● Problem requirements
If a line in the data below includes the string "model", please return a copy of it.

#### Material for this exercise ####

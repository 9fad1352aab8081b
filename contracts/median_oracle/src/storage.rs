use soroban_sdk::{Address, Env, Vec};

use crate::errors::Error;
use crate::types::{DataKey, OracleConfig, Report, MAX_REPORT_EXPIRATION_TIME};

const DAY_IN_LEDGERS: u32 = 17_280;
const INSTANCE_BUMP_AMOUNT: u32 = 30 * DAY_IN_LEDGERS;
const INSTANCE_LIFETIME_THRESHOLD: u32 = INSTANCE_BUMP_AMOUNT - DAY_IN_LEDGERS;
const REPORTS_BUMP_AMOUNT: u32 = 60 * DAY_IN_LEDGERS;
const REPORTS_LIFETIME_THRESHOLD: u32 = REPORTS_BUMP_AMOUNT - DAY_IN_LEDGERS;

pub fn is_initialized(env: &Env) -> bool {
    env.storage().instance().has(&DataKey::Config)
}

pub fn read_config(env: &Env) -> Result<OracleConfig, Error> {
    env.storage()
        .instance()
        .get(&DataKey::Config)
        .ok_or(Error::NotInitialized)
}

pub fn write_config(env: &Env, config: &OracleConfig) {
    env.storage().instance().set(&DataKey::Config, config);
    env.storage()
        .instance()
        .extend_ttl(INSTANCE_LIFETIME_THRESHOLD, INSTANCE_BUMP_AMOUNT);
}

/// Loads the config and checks that `caller` is its owner.
pub fn require_owner(env: &Env, caller: &Address) -> Result<OracleConfig, Error> {
    let config = read_config(env)?;
    caller.require_auth();
    if *caller != config.owner {
        return Err(Error::AccessDenied);
    }
    Ok(config)
}

/// Fails with `NotProvider` unless `provider` is on the roster.
pub fn require_provider(env: &Env, provider: &Address) -> Result<(), Error> {
    read_config(env)?;
    provider.require_auth();
    if read_providers(env).first_index_of(provider).is_none() {
        return Err(Error::NotProvider);
    }
    Ok(())
}

pub fn validate_parameters(
    report_expiration_time_sec: u64,
    minimum_providers: u32,
) -> Result<(), Error> {
    if report_expiration_time_sec > MAX_REPORT_EXPIRATION_TIME || minimum_providers == 0 {
        return Err(Error::InvalidParameter);
    }
    Ok(())
}

pub fn read_providers(env: &Env) -> Vec<Address> {
    env.storage()
        .instance()
        .get(&DataKey::Providers)
        .unwrap_or_else(|| Vec::new(env))
}

pub fn write_providers(env: &Env, providers: &Vec<Address>) {
    env.storage().instance().set(&DataKey::Providers, providers);
}

pub fn read_reports(env: &Env, provider: &Address) -> Vec<Report> {
    env.storage()
        .persistent()
        .get(&DataKey::Reports(provider.clone()))
        .unwrap_or_else(|| Vec::new(env))
}

pub fn write_reports(env: &Env, provider: &Address, reports: &Vec<Report>) {
    let key = DataKey::Reports(provider.clone());
    env.storage().persistent().set(&key, reports);
    env.storage()
        .persistent()
        .extend_ttl(&key, REPORTS_LIFETIME_THRESHOLD, REPORTS_BUMP_AMOUNT);
}

pub fn remove_reports(env: &Env, provider: &Address) {
    env.storage()
        .persistent()
        .remove(&DataKey::Reports(provider.clone()));
}
use soroban_sdk::{contracttype, Address};

/// Upper bound for `report_expiration_time_sec` (520 weeks).
pub const MAX_REPORT_EXPIRATION_TIME: u64 = 520 * 7 * 24 * 60 * 60;

/// Ring size of a provider's report history.
pub const REPORTS_PER_PROVIDER: u32 = 2;

#[derive(Clone, Debug, Eq, PartialEq)]
#[contracttype]
pub struct Report {
    pub provider: Address,
    pub timestamp: u64,
    pub payload: u128,
}

#[derive(Clone, Debug, Eq, PartialEq)]
#[contracttype]
pub struct OracleConfig {
    pub owner: Address,
    // Reports older than this are ignored by get_data.
    pub report_expiration_time_sec: u64,
    // Reports younger than this are ignored by get_data.
    pub report_delay_sec: u64,
    pub minimum_providers: u32,
}

#[contracttype]
pub enum DataKey {
    Config,
    // Vec<Address>, insertion ordered until a swap-pop removal
    Providers,
    // Vec<Report>, oldest first, at most REPORTS_PER_PROVIDER
    Reports(Address),
}
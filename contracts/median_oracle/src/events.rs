use soroban_sdk::{contracttype, symbol_short, Address, Env};

// Topic pattern: ("ORACLE", symbol_short!("…")).

#[derive(Clone, Debug, Eq, PartialEq)]
#[contracttype]
pub struct ReportPushedEvent {
    pub provider: Address,
    pub payload: u128,
    pub timestamp: u64,
}

#[derive(Clone, Debug, Eq, PartialEq)]
#[contracttype]
pub struct ReportOutOfRangeEvent {
    pub provider: Address,
    pub timestamp: u64,
}

#[derive(Clone, Debug, Eq, PartialEq)]
#[contracttype]
pub struct ProviderEvent {
    pub provider: Address,
    pub added: bool,
    pub timestamp: u64,
}

pub fn emit_report_pushed(env: &Env, provider: Address, payload: u128, timestamp: u64) {
    env.events().publish(
        ("ORACLE", symbol_short!("PUSHED")),
        ReportPushedEvent {
            provider,
            payload,
            timestamp,
        },
    );
}

/// Published by `get_data` for every provider that had no report inside
/// the delay/expiration window.
pub fn emit_report_out_of_range(env: &Env, provider: Address) {
    env.events().publish(
        ("ORACLE", symbol_short!("OUT_RANGE")),
        ReportOutOfRangeEvent {
            provider,
            timestamp: env.ledger().timestamp(),
        },
    );
}

pub fn emit_provider_added(env: &Env, provider: Address) {
    env.events().publish(
        ("ORACLE", symbol_short!("PROV_ADD")),
        ProviderEvent {
            provider,
            added: true,
            timestamp: env.ledger().timestamp(),
        },
    );
}

pub fn emit_provider_removed(env: &Env, provider: Address) {
    env.events().publish(
        ("ORACLE", symbol_short!("PROV_DEL")),
        ProviderEvent {
            provider,
            added: false,
            timestamp: env.ledger().timestamp(),
        },
    );
}
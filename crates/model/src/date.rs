use chrono::NaiveDate;

const ISO_FORMAT: &str = "%Y-%m-%d";
const DAY_FIRST_FORMAT: &str = "%d/%m/%Y";

/// Stored form of activity dates; range filters compare it as a string.
pub fn parse_iso_date(value: &str) -> Option<NaiveDate> {
    NaiveDate::parse_from_str(value, ISO_FORMAT).ok()
}

/// Parses `YYYY-MM-DD`, falling back to `DD/MM/YYYY`.
pub fn parse_date(value: &str) -> Option<NaiveDate> {
    let value = value.trim();
    NaiveDate::parse_from_str(value, ISO_FORMAT)
        .or_else(|_| NaiveDate::parse_from_str(value, DAY_FIRST_FORMAT))
        .ok()
}

#[cfg(test)]
mod tests {
    use super::*;

    #[test]
    fn test_parse_date() {
        let expected = NaiveDate::from_ymd_opt(2024, 3, 5);
        assert_eq!(parse_date("2024-03-05"), expected);
        assert_eq!(parse_date(" 2024-03-05 "), expected);
        assert_eq!(parse_date("05/03/2024"), expected);
        assert_eq!(parse_date("2024/03/05"), None);
        assert_eq!(parse_date("31/02/2024"), None);
        assert_eq!(parse_date(""), None);
    }

    #[test]
    fn test_parse_iso_date() {
        assert_eq!(parse_iso_date("2024-03-05"), NaiveDate::from_ymd_opt(2024, 3, 5));
        assert_eq!(parse_iso_date("05/03/2024"), None);
    }
}
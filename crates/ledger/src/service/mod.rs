pub mod analytics;
pub mod demo;
pub mod factors;
pub mod logs;
pub mod recommendations;
pub mod structure;
use bson::oid::ObjectId;
use chrono::NaiveDate;
use ledger::service::analytics::check_range;
use model::{date::parse_date, scope::Scope, statistics::period::Period};
use serde::Deserialize;

use crate::error::ApiError;

pub fn parse_id(value: &str) -> Result<ObjectId, ApiError> {
    ObjectId::parse_str(value.trim())
        .map_err(|_| ApiError::bad_request(format!("Invalid id: {}", value)))
}

/// Blank values count as absent.
pub fn parse_opt_date(value: Option<&str>, name: &str) -> Result<Option<NaiveDate>, ApiError> {
    non_blank(value)
        .map(|value| {
            parse_date(value)
                .ok_or_else(|| ApiError::bad_request(format!("Invalid {}: {}", name, value)))
        })
        .transpose()
}

fn non_blank(value: Option<&str>) -> Option<&str> {
    value.map(str::trim).filter(|value| !value.is_empty())
}

/// `/analytics/{level}/{id}`
pub fn parse_scope(level: &str, id: &str) -> Result<Scope, ApiError> {
    let id = parse_id(id)?;
    match level {
        "org" | "organization" => Ok(Scope::Organization(id)),
        "branch" => Ok(Scope::Branch(id)),
        "department" | "dept" => Ok(Scope::Department(id)),
        _ => Err(ApiError::bad_request(format!("Unknown scope: {}", level))),
    }
}

#[derive(Debug, Default, Deserialize)]
pub struct TimeQuery {
    pub period: Option<String>,
    pub start_date: Option<String>,
    pub end_date: Option<String>,
}

impl TimeQuery {
    pub fn period(&self) -> Result<Period, ApiError> {
        match non_blank(self.period.as_deref()) {
            Some(period) => period
                .to_lowercase()
                .parse()
                .map_err(|_| ApiError::bad_request(format!("Invalid period: {}", period))),
            None => Ok(Period::default()),
        }
    }

    pub fn range(&self) -> Result<(Option<NaiveDate>, Option<NaiveDate>), ApiError> {
        date_range(self.start_date.as_deref(), self.end_date.as_deref())
    }
}

#[derive(Debug, Default, Deserialize)]
pub struct RecommendationQuery {
    pub org_id: Option<String>,
    pub branch_id: Option<String>,
    pub dept_id: Option<String>,
    pub start_date: Option<String>,
    pub end_date: Option<String>,
}

impl RecommendationQuery {
    /// Department wins over branch, branch over organization. Only the winning id is parsed.
    pub fn scope(&self) -> Result<Scope, ApiError> {
        if let Some(id) = non_blank(self.dept_id.as_deref()) {
            return Ok(Scope::Department(parse_id(id)?));
        }
        if let Some(id) = non_blank(self.branch_id.as_deref()) {
            return Ok(Scope::Branch(parse_id(id)?));
        }
        if let Some(id) = non_blank(self.org_id.as_deref()) {
            return Ok(Scope::Organization(parse_id(id)?));
        }
        Err(ApiError::bad_request(
            "One of org_id, branch_id or dept_id is required",
        ))
    }

    pub fn range(&self) -> Result<(Option<NaiveDate>, Option<NaiveDate>), ApiError> {
        date_range(self.start_date.as_deref(), self.end_date.as_deref())
    }
}

fn date_range(
    start: Option<&str>,
    end: Option<&str>,
) -> Result<(Option<NaiveDate>, Option<NaiveDate>), ApiError> {
    let from = parse_opt_date(start, "start_date")?;
    let to = parse_opt_date(end, "end_date")?;
    check_range(from, to)?;
    Ok((from, to))
}
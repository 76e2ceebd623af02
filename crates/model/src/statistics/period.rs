use chrono::{Datelike as _, Days, NaiveDate, Weekday};
use serde::{Deserialize, Serialize};
use strum::{Display, EnumString};

#[derive(
    Serialize, Deserialize, PartialEq, Eq, Clone, Copy, Debug, Default, Display, EnumString,
)]
#[serde(rename_all = "lowercase")]
#[strum(serialize_all = "lowercase")]
pub enum Period {
    Day,
    Week,
    #[default]
    Month,
    Year,
}

impl Period {
    /// First day of the bucket `date` falls into. Weeks start on Monday.
    pub fn bucket_start(&self, date: NaiveDate) -> NaiveDate {
        match self {
            Period::Day => date,
            Period::Week => date.week(Weekday::Mon).first_day(),
            Period::Month => date - Days::new(date.day0() as u64),
            Period::Year => date - Days::new(date.ordinal0() as u64),
        }
    }

    pub fn bucket_key(&self, start: NaiveDate) -> String {
        match self {
            Period::Day | Period::Week => start.format("%Y-%m-%d").to_string(),
            Period::Month => start.format("%Y-%m").to_string(),
            Period::Year => start.format("%Y").to_string(),
        }
    }
}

####

● Your solution
filename crates/model/src/date.rs
use model::{date::parse_date, scope::Scope, statistics::period::Period};
filename crates/model/src/statistics/period.rs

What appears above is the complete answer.